(Task) Please copy each line of the records below that includes the word "scale".

(Input material)
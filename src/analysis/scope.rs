//! Resolution of `location/scope` identifiers.

use std::fmt;

/// Location and scope name derived from an identifier such as
/// `us-east-1/myapp` or just `myapp`.
#[derive(Debug, Clone, PartialEq, Eq)]
pub struct ScopeCoordinate {
    pub scope: String,
    pub location: String,
}

#[derive(Debug, Clone, PartialEq, Eq, thiserror::Error)]
#[error("scope could not be determined from {identifier:?}")]
pub struct MalformedScopeError {
    pub identifier: String,
}

impl fmt::Display for ScopeCoordinate {
    fn fmt(&self, f: &mut fmt::Formatter<'_>) -> fmt::Result {
        if self.location.is_empty() {
            write!(f, "{}", self.scope)
        } else {
            write!(f, "{}/{}", self.location, self.scope)
        }
    }
}

/// Split an identifier on `/` into a coordinate.
///
/// Without a `/` the whole identifier is the scope and the location is empty.
/// With one, the first segment is the location and the second the scope; any
/// further segments are ignored.
pub fn resolve_scope(identifier: &str) -> Result<ScopeCoordinate, MalformedScopeError> {
    let malformed = || MalformedScopeError {
        identifier: identifier.to_string(),
    };

    let mut segments = identifier.split('/');
    let first = segments.next().unwrap_or_default();
    let coordinate = match segments.next() {
        None => ScopeCoordinate {
            scope: first.to_string(),
            location: String::new(),
        },
        Some(scope) => ScopeCoordinate {
            scope: scope.to_string(),
            location: first.to_string(),
        },
    };

    if coordinate.scope.is_empty() {
        return Err(malformed());
    }
    Ok(coordinate)
}

#[cfg(test)]
mod tests {
    use super::*;

    #[test]
    fn bare_identifier_has_no_location() {
        let c = resolve_scope("myapp").unwrap();
        assert_eq!(c.scope, "myapp");
        assert_eq!(c.location, "");
    }

    #[test]
    fn location_prefix_is_split_off() {
        let c = resolve_scope("us-east-1/myapp").unwrap();
        assert_eq!(c.location, "us-east-1");
        assert_eq!(c.scope, "myapp");
        assert_eq!(c.to_string(), "us-east-1/myapp");
    }

    #[test]
    fn extra_segments_are_ignored() {
        let c = resolve_scope("prod/web/canary").unwrap();
        assert_eq!(c.location, "prod");
        assert_eq!(c.scope, "web");
    }

    #[test]
    fn empty_identifier_is_rejected() {
        assert_eq!(
            resolve_scope(""),
            Err(MalformedScopeError {
                identifier: String::new()
            })
        );
    }

    #[test]
    fn trailing_slash_leaves_no_scope() {
        assert!(resolve_scope("us-east-1/").is_err());
    }

    #[test]
    fn leading_slash_keeps_empty_location() {
        let c = resolve_scope("/myapp").unwrap();
        assert_eq!(c.location, "");
        assert_eq!(c.scope, "myapp");
    }
}
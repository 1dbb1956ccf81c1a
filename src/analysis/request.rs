//! Construction of the execution request for a standalone analysis.

use std::fmt;
use std::time::Duration;

use crate::kayenta::{ExecutionRequest, Scope, Threshold, DEFAULT_SCOPE_NAME};

use super::scope::{resolve_scope, MalformedScopeError};

/// Which side of the comparison an identifier belongs to.
#[derive(Debug, Clone, Copy, PartialEq, Eq)]
pub enum Side {
    Control,
    Experiment,
}

impl fmt::Display for Side {
    fn fmt(&self, f: &mut fmt::Formatter<'_>) -> fmt::Result {
        f.write_str(match self {
            Side::Control => "control",
            Side::Experiment => "experiment",
        })
    }
}

#[derive(Debug, Clone, PartialEq, Eq, thiserror::Error)]
pub enum RequestError {
    #[error("could not build scope for {side}: {source}")]
    Scope {
        side: Side,
        #[source]
        source: MalformedScopeError,
    },
}

/// Everything needed to derive an [`ExecutionRequest`].
///
/// Built once per invocation by the caller and passed down by value.
#[derive(Debug, Clone, PartialEq, Eq)]
pub struct AnalysisParams {
    pub control: String,
    pub experiment: String,
    pub start_time_iso: String,
    pub end_time_iso: String,
    pub control_offset: Duration,
    pub analysis_interval: Duration,
    pub lifetime: Duration,
    pub thresholds: Threshold,
}

/// Resolve both identifiers and assemble the single-scope execution request.
///
/// Durations are truncated to whole minutes.
pub fn build_execution_request(params: &AnalysisParams) -> Result<ExecutionRequest, RequestError> {
    let mut scope = build_scope(&params.control, &params.experiment)?;
    scope.start_time_iso = params.start_time_iso.clone();
    scope.end_time_iso = params.end_time_iso.clone();
    scope.control_offset_minutes = whole_minutes(params.control_offset);

    Ok(ExecutionRequest {
        scopes: vec![scope],
        lifetime_duration_minutes: whole_minutes(params.lifetime),
        begin_after_minutes: 0,
        analysis_interval_minutes: whole_minutes(params.analysis_interval),
        thresholds: params.thresholds.clone(),
    })
}

/// Build the `default` scope from a control and an experiment identifier.
pub fn build_scope(control: &str, experiment: &str) -> Result<Scope, RequestError> {
    let control = resolve_scope(control).map_err(|source| RequestError::Scope {
        side: Side::Control,
        source,
    })?;
    let experiment = resolve_scope(experiment).map_err(|source| RequestError::Scope {
        side: Side::Experiment,
        source,
    })?;

    Ok(Scope {
        scope_name: DEFAULT_SCOPE_NAME.to_string(),
        control_scope: control.scope,
        control_location: control.location,
        experiment_scope: experiment.scope,
        experiment_location: experiment.location,
        ..Default::default()
    })
}

fn whole_minutes(d: Duration) -> i64 {
    i64::try_from(d.as_secs() / 60).unwrap_or(i64::MAX)
}

#[cfg(test)]
mod tests {
    use super::*;

    fn params() -> AnalysisParams {
        AnalysisParams {
            control: "us-east-1/myapp".into(),
            experiment: "myapp".into(),
            start_time_iso: "2020-12-20T14:49:31.647Z".into(),
            end_time_iso: "2020-12-20T15:49:31.647Z".into(),
            control_offset: Duration::from_secs(10 * 60),
            analysis_interval: Duration::from_secs(5 * 60),
            lifetime: Duration::from_secs(60 * 60),
            thresholds: Threshold::default(),
        }
    }

    #[test]
    fn builds_single_default_scope() {
        let req = build_execution_request(&params()).unwrap();
        assert_eq!(req.scopes.len(), 1);

        let scope = &req.scopes[0];
        assert_eq!(scope.scope_name, "default");
        assert_eq!(scope.control_location, "us-east-1");
        assert_eq!(scope.control_scope, "myapp");
        assert_eq!(scope.experiment_location, "");
        assert_eq!(scope.experiment_scope, "myapp");
        assert_eq!(scope.start_time_iso, "2020-12-20T14:49:31.647Z");
        assert_eq!(scope.control_offset_minutes, 10);
        assert_eq!(req.lifetime_duration_minutes, 60);
        assert_eq!(req.analysis_interval_minutes, 5);
    }

    #[test]
    fn parsed_thresholds_reach_the_request() {
        let mut p = params();
        p.thresholds =
            crate::analysis::parse_thresholds("marginal=50,pass=90", &Threshold::default());

        let req = build_execution_request(&p).unwrap();
        let scope = &req.scopes[0];
        assert_eq!(
            (scope.control_location.as_str(), scope.control_scope.as_str()),
            ("us-east-1", "myapp")
        );
        assert_eq!(
            (scope.experiment_location.as_str(), scope.experiment_scope.as_str()),
            ("", "myapp")
        );
        assert_eq!(req.thresholds.marginal, "50");
        assert_eq!(req.thresholds.pass, "90");

        let body = serde_json::to_value(&req).unwrap();
        assert_eq!(body["thresholds"], serde_json::json!({"marginal": "50", "pass": "90"}));
    }

    #[test]
    fn minutes_are_truncated() {
        let mut p = params();
        p.lifetime = Duration::from_secs(5 * 60 + 59);
        p.analysis_interval = Duration::from_secs(59);
        p.control_offset = Duration::from_millis(119_999);

        let req = build_execution_request(&p).unwrap();
        assert_eq!(req.lifetime_duration_minutes, 5);
        assert_eq!(req.analysis_interval_minutes, 0);
        assert_eq!(req.scopes[0].control_offset_minutes, 1);
    }

    #[test]
    fn reports_which_side_failed() {
        let mut p = params();
        p.experiment = String::new();

        let err = build_execution_request(&p).unwrap_err();
        let RequestError::Scope { side, .. } = &err;
        assert_eq!(*side, Side::Experiment);
        assert!(err.to_string().starts_with("could not build scope for experiment"));

        p.control = "east/".into();
        let RequestError::Scope { side, .. } = build_execution_request(&p).unwrap_err();
        assert_eq!(side, Side::Control);
    }

    #[test]
    fn building_twice_gives_equal_requests() {
        let p = params();
        assert_eq!(
            build_execution_request(&p).unwrap(),
            build_execution_request(&p).unwrap()
        );
    }
}
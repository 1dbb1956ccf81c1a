//! Go-style duration strings (`90s`, `5m`, `1h30m`, `250ms`, `1.5h`).

use std::time::Duration;

/// Unit suffixes and their length in nanoseconds.
const UNITS: &[(&str, f64)] = &[
    ("ns", 1.0),
    ("us", 1e3),
    ("µs", 1e3),
    ("ms", 1e6),
    ("s", 1e9),
    ("m", 60e9),
    ("h", 3600e9),
];

/// Parse a non-negative duration. A bare `0` is accepted without a unit.
///
/// Returns a `String` error so it can be used directly as a clap value parser.
pub fn parse_duration(input: &str) -> Result<Duration, String> {
    let s = input.trim();
    if s.is_empty() {
        return Err("empty duration".to_string());
    }
    if s == "0" {
        return Ok(Duration::ZERO);
    }
    if s.starts_with('-') {
        return Err(format!("negative duration {input:?}"));
    }
    let mut rest = s.strip_prefix('+').unwrap_or(s);

    let mut nanos = 0.0_f64;
    while !rest.is_empty() {
        let number_len = rest
            .find(|c: char| !(c.is_ascii_digit() || c == '.'))
            .unwrap_or(rest.len());
        if number_len == 0 {
            return Err(format!("invalid duration {input:?}"));
        }
        let value: f64 = rest[..number_len]
            .parse()
            .map_err(|_| format!("invalid duration {input:?}"))?;
        rest = &rest[number_len..];

        let unit_len = rest
            .find(|c: char| c.is_ascii_digit() || c == '.')
            .unwrap_or(rest.len());
        let unit = &rest[..unit_len];
        let Some(&(_, scale)) = UNITS.iter().find(|(name, _)| *name == unit) else {
            return Err(if unit.is_empty() {
                format!("missing unit in duration {input:?}")
            } else {
                format!("unknown unit {unit:?} in duration {input:?}")
            });
        };
        nanos += value * scale;
        rest = &rest[unit_len..];
    }

    let nanos = nanos.round();
    if !nanos.is_finite() || nanos > u64::MAX as f64 {
        return Err(format!("duration {input:?} is out of range"));
    }
    Ok(Duration::from_nanos(nanos as u64))
}

/// Render a duration in the same syntax, e.g. `1h30m0s`.
pub fn format_duration(d: Duration) -> String {
    let secs = d.as_secs();
    let millis = d.subsec_millis();
    if secs == 0 {
        return if millis == 0 {
            "0s".to_string()
        } else {
            format!("{millis}ms")
        };
    }
    let (h, m, s) = (secs / 3600, (secs % 3600) / 60, secs % 60);
    let seconds = if millis == 0 {
        format!("{s}s")
    } else {
        format!("{s}.{millis:03}s")
    };
    match (h, m) {
        (0, 0) => seconds,
        (0, m) => format!("{m}m{seconds}"),
        (h, m) => format!("{h}h{m}m{seconds}"),
    }
}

(Answer to the problem)
        let Some(&(_, scale)) = UNITS.iter().find(|(name, _)| *name == unit) else {
        nanos += value * scale;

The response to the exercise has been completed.